In addition, sex can bring on a lot of feelings you might not be prepared for. If you have sex with someone you feel really strongly about, those feelings might deepen if you have sex with them -- which can be both wonderful and a little scary. If you have sex with someone you don't feel that strongly about, you could find yourself feeling more attached to them, whether you want to or not.

I'm not trying to discourage you from having sex. But I want to be sure that if you do, you'll think about it carefully.

For starters, why do you want to have sex? There may be lots of reasons:

• You have a steady girlfriend or boyfriend, you've been getting closer to each other, and sex just feels like the natural next step.

•: You're curious -- everyone is talking about sex, and now you want to experience it for yourself.

• You're just plain horny! Sex is all you can think about, and you'd rather do it than think about it. • You feel you're old enough. Sex is something people your age do.

But maybe you're not sure if you're ready. Everyone is different, and everyone feels ready at different times. The important thing is not to have sex before you are ready, and only you can figure out when that is.

Does Age Matter?

The law tells you when you're old enough to drink, drive, and vote, and believe it or not, it has rules about when you're old enough to consent to sex, too. Someone above the age of consent who has sex with someone below the age of consent can be charged with a crime. Age of consent varies from state to state, but in most states it ranges from sixteen to eighteen. For specific information on your state, go to www.avert.org/aofconsent.htm, and for more information on consent, see chapter 14.

Lots of people consent to sex before they're allowed to according to the law. Young people don't usually get into legal trouble for having sex with another young person unless someone (like a parent) presses charges, but it's something to keep in mind when making the decision to have sex.

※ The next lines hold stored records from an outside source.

//! Fetching remote payloads.
//!
//! The ingestion service never talks to the network directly. It asks a
//! [`Transport`] for the bytes behind a target and receives a [`FetchedPayload`]
//! holding the body and whatever content type the remote side declared.
//!
//! [`AllowList`] restricts which targets may be fetched at all. A target outside the
//! list fails with `SpurhundError::Rejected` before any request is made.

#[cfg(feature = "http")]
mod http;

#[cfg(feature = "http")]
pub use http::HttpTransport;

use crate::types::FetchedPayload;
use crate::{Result, SpurhundError};
use async_trait::async_trait;

/// Source of remote bytes.
///
/// Implementations must be `Send + Sync`; the ingestion service shares one transport
/// across concurrent ingestions.
#[async_trait]
pub trait Transport: Send + Sync {
    /// Short identifier used in logs.
    fn name(&self) -> &str;

    /// Fetch the bytes behind `target`.
    ///
    /// # Errors
    ///
    /// - `SpurhundError::Rejected` if the target is not permitted
    /// - `SpurhundError::Transport` for network failures and unsuccessful responses
    async fn fetch(&self, target: &str) -> Result<FetchedPayload>;
}

/// Prefix allow-list for remote targets.
///
/// An empty list permits everything.
///
/// ```rust
/// use spurhund::transport::AllowList;
///
/// let allow = AllowList::new(["https://cdn.example.com/"]);
/// assert!(allow.permits("https://cdn.example.com/logo.png"));
/// assert!(!allow.permits("https://elsewhere.example.com/logo.png"));
/// assert!(AllowList::default().permits("anything"));
/// ```
#[derive(Debug, Clone, Default, PartialEq, Eq)]
pub struct AllowList {
    prefixes: Vec<String>,
}

impl AllowList {
    pub fn new<I, S>(prefixes: I) -> Self
    where
        I: IntoIterator<Item = S>,
        S: Into<String>,
    {
        Self {
            prefixes: prefixes.into_iter().map(Into::into).collect(),
        }
    }

    pub fn is_unrestricted(&self) -> bool {
        self.prefixes.is_empty()
    }

    pub fn prefixes(&self) -> &[String] {
        &self.prefixes
    }

    pub fn permits(&self, target: &str) -> bool {
        self.is_unrestricted() || self.prefixes.iter().any(|prefix| target.starts_with(prefix.as_str()))
    }

    /// Fail with `Rejected` unless `target` is permitted.
    pub fn check(&self, target: &str) -> Result<()> {
        if self.permits(target) {
            Ok(())
        } else {
            tracing::debug!(target_url = target, "target rejected by allow-list");
            Err(SpurhundError::Rejected {
                target: target.to_string(),
            })
        }
    }
}
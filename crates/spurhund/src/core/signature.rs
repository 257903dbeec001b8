//! Magic-number signature matching.
//!
//! A fixed, ordered table maps byte patterns at known offsets to MIME types.
//! The first entry whose every segment matches wins, so longer and more specific
//! signatures sit above short generic ones. Matching only ever looks at the first
//! [`MAX_SIGNATURE_LEN`] bytes.
//!
//! Detection is exposed both as the pure [`match_signature`] function and through the
//! [`SignatureDetector`] trait, which lets the classification pipeline chain the
//! built-in table with broader (and possibly fallible) detectors such as
//! [`InferDetector`].

use crate::Result;
use crate::core::mime::{GIF_MIME_TYPE, JPEG_MIME_TYPE, PDF_MIME_TYPE, PNG_MIME_TYPE, WEBP_MIME_TYPE, ZIP_MIME_TYPE};

/// A binary format signature: every `(offset, bytes)` segment must match.
#[derive(Debug, Clone, Copy)]
pub struct Signature {
    pub segments: &'static [(usize, &'static [u8])],
    pub mime_type: &'static str,
}

impl Signature {
    const fn new(segments: &'static [(usize, &'static [u8])], mime_type: &'static str) -> Self {
        Self { segments, mime_type }
    }

    /// Number of leading bytes this signature needs to be decidable.
    pub const fn required_len(&self) -> usize {
        let mut max = 0;
        let mut i = 0;
        while i < self.segments.len() {
            let (offset, magic) = self.segments[i];
            if offset + magic.len() > max {
                max = offset + magic.len();
            }
            i += 1;
        }
        max
    }

    /// Whether `bytes` carries this signature. Short input never matches.
    pub fn matches(&self, bytes: &[u8]) -> bool {
        self.segments
            .iter()
            .all(|(offset, magic)| bytes.get(*offset..offset + magic.len()) == Some(*magic))
    }
}

/// Known signatures in priority order.
pub const SIGNATURES: &[Signature] = &[
    Signature::new(&[(0, b"SQLite format 3\0")], "application/vnd.sqlite3"),
    Signature::new(&[(0, b"RIFF"), (8, b"WEBP")], WEBP_MIME_TYPE),
    Signature::new(&[(0, b"RIFF"), (8, b"WAVE")], "audio/wav"),
    Signature::new(&[(0, b"RIFF"), (8, b"AVI ")], "video/x-msvideo"),
    Signature::new(&[(0, b"\x89PNG\r\n\x1a\n")], PNG_MIME_TYPE),
    Signature::new(&[(0, b"Rar!\x1a\x07")], "application/vnd.rar"),
    Signature::new(&[(0, &[0x37, 0x7A, 0xBC, 0xAF, 0x27, 0x1C])], "application/x-7z-compressed"),
    Signature::new(&[(0, &[0xFD, 0x37, 0x7A, 0x58, 0x5A, 0x00])], "application/x-xz"),
    Signature::new(&[(0, b"GIF87a")], GIF_MIME_TYPE),
    Signature::new(&[(0, b"GIF89a")], GIF_MIME_TYPE),
    Signature::new(&[(0, b"%PDF-")], PDF_MIME_TYPE),
    Signature::new(&[(4, b"ftyp")], "video/mp4"),
    Signature::new(&[(0, b"PK\x03\x04")], ZIP_MIME_TYPE),
    Signature::new(&[(0, b"PK\x05\x06")], ZIP_MIME_TYPE),
    Signature::new(&[(0, b"PK\x07\x08")], ZIP_MIME_TYPE),
    Signature::new(&[(0, &[0x28, 0xB5, 0x2F, 0xFD])], "application/zstd"),
    Signature::new(&[(0, b"II*\0")], "image/tiff"),
    Signature::new(&[(0, b"MM\0*")], "image/tiff"),
    Signature::new(&[(0, &[0x00, 0x00, 0x01, 0x00])], "image/vnd.microsoft.icon"),
    Signature::new(&[(0, b"8BPS")], "image/vnd.adobe.photoshop"),
    Signature::new(&[(0, b"OggS")], "audio/ogg"),
    Signature::new(&[(0, b"fLaC")], "audio/flac"),
    Signature::new(&[(0, b"wOFF")], "font/woff"),
    Signature::new(&[(0, b"wOF2")], "font/woff2"),
    Signature::new(&[(0, b"\0asm")], "application/wasm"),
    Signature::new(&[(0, b"\x7fELF")], "application/x-elf"),
    Signature::new(&[(0, &[0xFE, 0xED, 0xFA, 0xCE])], "application/x-mach-binary"),
    Signature::new(&[(0, &[0xFE, 0xED, 0xFA, 0xCF])], "application/x-mach-binary"),
    Signature::new(&[(0, &[0xCE, 0xFA, 0xED, 0xFE])], "application/x-mach-binary"),
    Signature::new(&[(0, &[0xCF, 0xFA, 0xED, 0xFE])], "application/x-mach-binary"),
    Signature::new(&[(0, b"BM"), (6, &[0, 0, 0, 0])], "image/bmp"),
    Signature::new(&[(0, &[0xFF, 0xD8, 0xFF])], JPEG_MIME_TYPE),
    Signature::new(&[(0, b"ID3")], "audio/mpeg"),
    Signature::new(&[(0, b"BZh")], "application/x-bzip2"),
    Signature::new(&[(0, &[0x1F, 0x8B])], "application/gzip"),
    Signature::new(&[(0, b"MZ")], "application/vnd.microsoft.portable-executable"),
];

const fn max_signature_len(table: &[Signature]) -> usize {
    let mut max = 0;
    let mut i = 0;
    while i < table.len() {
        let len = table[i].required_len();
        if len > max {
            max = len;
        }
        i += 1;
    }
    max
}

/// Longest prefix any signature inspects.
pub const MAX_SIGNATURE_LEN: usize = max_signature_len(SIGNATURES);

/// Match the leading bytes of `bytes` against [`SIGNATURES`].
///
/// Total for any input length; returns `None` when nothing matches.
///
/// ```rust
/// use spurhund::core::signature::match_signature;
///
/// assert_eq!(match_signature(b"\x89PNG\r\n\x1a\n\0\0\0\rIHDR"), Some("image/png"));
/// assert_eq!(match_signature(b"hello"), None);
/// assert_eq!(match_signature(b""), None);
/// ```
pub fn match_signature(bytes: &[u8]) -> Option<&'static str> {
    let prefix = &bytes[..bytes.len().min(MAX_SIGNATURE_LEN)];
    SIGNATURES
        .iter()
        .find(|signature| signature.matches(prefix))
        .map(|signature| signature.mime_type)
}

/// A source of binary format verdicts.
///
/// Implementations may fail; the classification pipeline treats an error (or a
/// panic) as "no match" and moves on to the text heuristics.
pub trait SignatureDetector: Send + Sync {
    /// Detector name used in log output.
    fn name(&self) -> &str;

    /// Detect the binary format of `bytes`, if recognized.
    fn detect(&self, bytes: &[u8]) -> Result<Option<String>>;
}

/// Detector backed by the built-in [`SIGNATURES`] table.
#[derive(Debug, Default, Clone, Copy)]
pub struct MagicTableDetector;

impl SignatureDetector for MagicTableDetector {
    fn name(&self) -> &str {
        "magic-table"
    }

    fn detect(&self, bytes: &[u8]) -> Result<Option<String>> {
        Ok(match_signature(bytes).map(str::to_string))
    }
}

/// Bytes handed to the `infer` matchers.
const INFER_SCAN_LIMIT: usize = 8192;

/// Secondary detector backed by the `infer` crate.
///
/// Covers formats the built-in table does not list. Text matchers (HTML, XML,
/// shell scripts) are ignored so textual payloads always reach the text rule chain.
#[derive(Debug, Default, Clone, Copy)]
pub struct InferDetector;

impl SignatureDetector for InferDetector {
    fn name(&self) -> &str {
        "infer"
    }

    fn detect(&self, bytes: &[u8]) -> Result<Option<String>> {
        let window = &bytes[..bytes.len().min(INFER_SCAN_LIMIT)];
        Ok(infer::get(window)
            .filter(|kind| kind.matcher_type() != infer::MatcherType::Text)
            .map(|kind| kind.mime_type().to_string()))
    }
}
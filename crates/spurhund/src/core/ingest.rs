//! Content ingestion.
//!
//! [`Ingestor`] turns a [`Source`] into a [`ContentHandle`]:
//!
//! - **Remote** sources are fetched through the configured [`Transport`]. A declared
//!   content type is trusted unless it is missing or `application/octet-stream`, in
//!   which case the bytes are classified.
//! - **Inline** sources are decoded from a `data:` descriptor or a bare base64 blob,
//!   with the same trust-or-classify decision for the declared type.
//!
//! The resulting bytes are handed to the [`ResourceManager`], which returns an inline
//! handle for textual content and a managed handle for everything else.
//!
//! Allocation happens after the last await point, so dropping an `ingest` future
//! before the fetch resolves never leaves a handle behind.

use crate::core::classify::Classifier;
use crate::core::config::IngestConfig;
use crate::core::inline::decode_inline;
use crate::core::mime::trusted_declared_type;
use crate::store::ResourceManager;
use crate::transport::{AllowList, Transport};
use crate::types::{ContentHandle, Source};
use crate::{Result, SpurhundError};
use std::sync::Arc;

#[cfg(feature = "tokio-runtime")]
use once_cell::sync::Lazy;

/// Runtime backing the blocking wrappers.
///
/// Runtime creation only fails when the process is out of threads or memory, and
/// nothing else would work at that point either.
#[cfg(feature = "tokio-runtime")]
static GLOBAL_RUNTIME: Lazy<tokio::runtime::Runtime> = Lazy::new(|| {
    tokio::runtime::Builder::new_multi_thread()
        .enable_all()
        .build()
        .expect("Failed to create global Tokio runtime - system may be out of resources")
});

/// Fetches or decodes content, classifies it and allocates a handle.
///
/// Cloning is cheap; clones share the same resource manager and transport.
#[derive(Clone)]
pub struct Ingestor {
    config: Arc<IngestConfig>,
    allow_list: AllowList,
    classifier: Classifier,
    manager: Arc<ResourceManager>,
    transport: Option<Arc<dyn Transport>>,
}
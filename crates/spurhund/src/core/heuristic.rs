//! Binary-versus-text heuristic.
//!
//! Looks at a bounded sample and measures how much of it is printable ASCII and how
//! much is C0 control bytes. Short or adversarial inputs can fool it in both
//! directions; that is accepted, since binary formats with a known signature never
//! get this far.

/// Maximum number of leading bytes sampled.
pub const TEXT_SAMPLE_SIZE: usize = 512;

/// Printable share a sample must exceed to count as text.
pub const MIN_PRINTABLE_RATIO: f64 = 0.7;

/// Control share a sample must stay below to count as text.
pub const MAX_CONTROL_RATIO: f64 = 0.3;

#[inline]
fn is_text_whitespace(byte: u8) -> bool {
    matches!(byte, b'\t' | b'\n' | b'\r')
}

/// Printable and control byte counts for a sample.
#[derive(Debug, Clone, Copy, PartialEq, Eq)]
pub struct SampleStats {
    pub sample_size: usize,
    pub printable: usize,
    pub control: usize,
}

impl SampleStats {
    /// Count the first [`TEXT_SAMPLE_SIZE`] bytes of `bytes`.
    pub fn of(bytes: &[u8]) -> Self {
        let sample = &bytes[..bytes.len().min(TEXT_SAMPLE_SIZE)];
        let mut printable = 0;
        let mut control = 0;

        for &byte in sample {
            if (0x20..=0x7E).contains(&byte) || is_text_whitespace(byte) {
                printable += 1;
            } else if byte < 0x20 {
                control += 1;
            }
        }

        Self {
            sample_size: sample.len(),
            printable,
            control,
        }
    }

    pub fn printable_ratio(&self) -> f64 {
        if self.sample_size == 0 {
            return 0.0;
        }
        self.printable as f64 / self.sample_size as f64
    }

    pub fn control_ratio(&self) -> f64 {
        if self.sample_size == 0 {
            return 0.0;
        }
        self.control as f64 / self.sample_size as f64
    }
}

/// Whether `bytes` looks like text.
///
/// Empty input is not text.
///
/// ```rust
/// use spurhund::core::heuristic::looks_like_text;
///
/// assert!(looks_like_text(b"plain old text\n"));
/// assert!(!looks_like_text(&[0u8, 1, 2, 3, 4, 5]));
/// assert!(!looks_like_text(b""));
/// ```
pub fn looks_like_text(bytes: &[u8]) -> bool {
    let stats = SampleStats::of(bytes);
    if stats.sample_size == 0 {
        return false;
    }
    stats.printable_ratio() > MIN_PRINTABLE_RATIO && stats.control_ratio() < MAX_CONTROL_RATIO
}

That being said, no one can tell you an age when you're ready to have sex. There can be lots of pressure, but the only good reason to do it is because you know you're ready. If you don't know that, then wait. Having sex can make you feel very grown-up. But here's another thing that can make you feel grown-up: making your own decision, one that's right for you, no matter what other people around you are doing.

Ready or Not, Here I Come!

You may not be ready, but maybe your partner is. It can be tough having a boyfriend or girlfriend who is ready for sex when you're not. That's a situation requiring a very honest conversation. Talk about why you don't feel ready, and ask for patience. In addition, talk about the ways you can be close without having intercourse, and be clear about what kinds of touching you are comfortable with. You will have to do some serious talking in this conversation, but make sure you do a lot of listening, too. Even talking about the ways you enjoy touching each other can feel very intimate. You can both feel close to each other, and satisfy each other, without having intercourse until you're ready.

Even if you're sure you want to wait, it can get tougher as you get older -- if lots of your friends and classmates are doing it and you're not, you can start to feel left out, like they all belong to a secret club and you're not a member. But keep this in mind: By the time they graduate from high school, roughly 60 percent of all teenagers have had sex. This means that 40 percent of your peers haven't had sex by that time. You're far from being the only one.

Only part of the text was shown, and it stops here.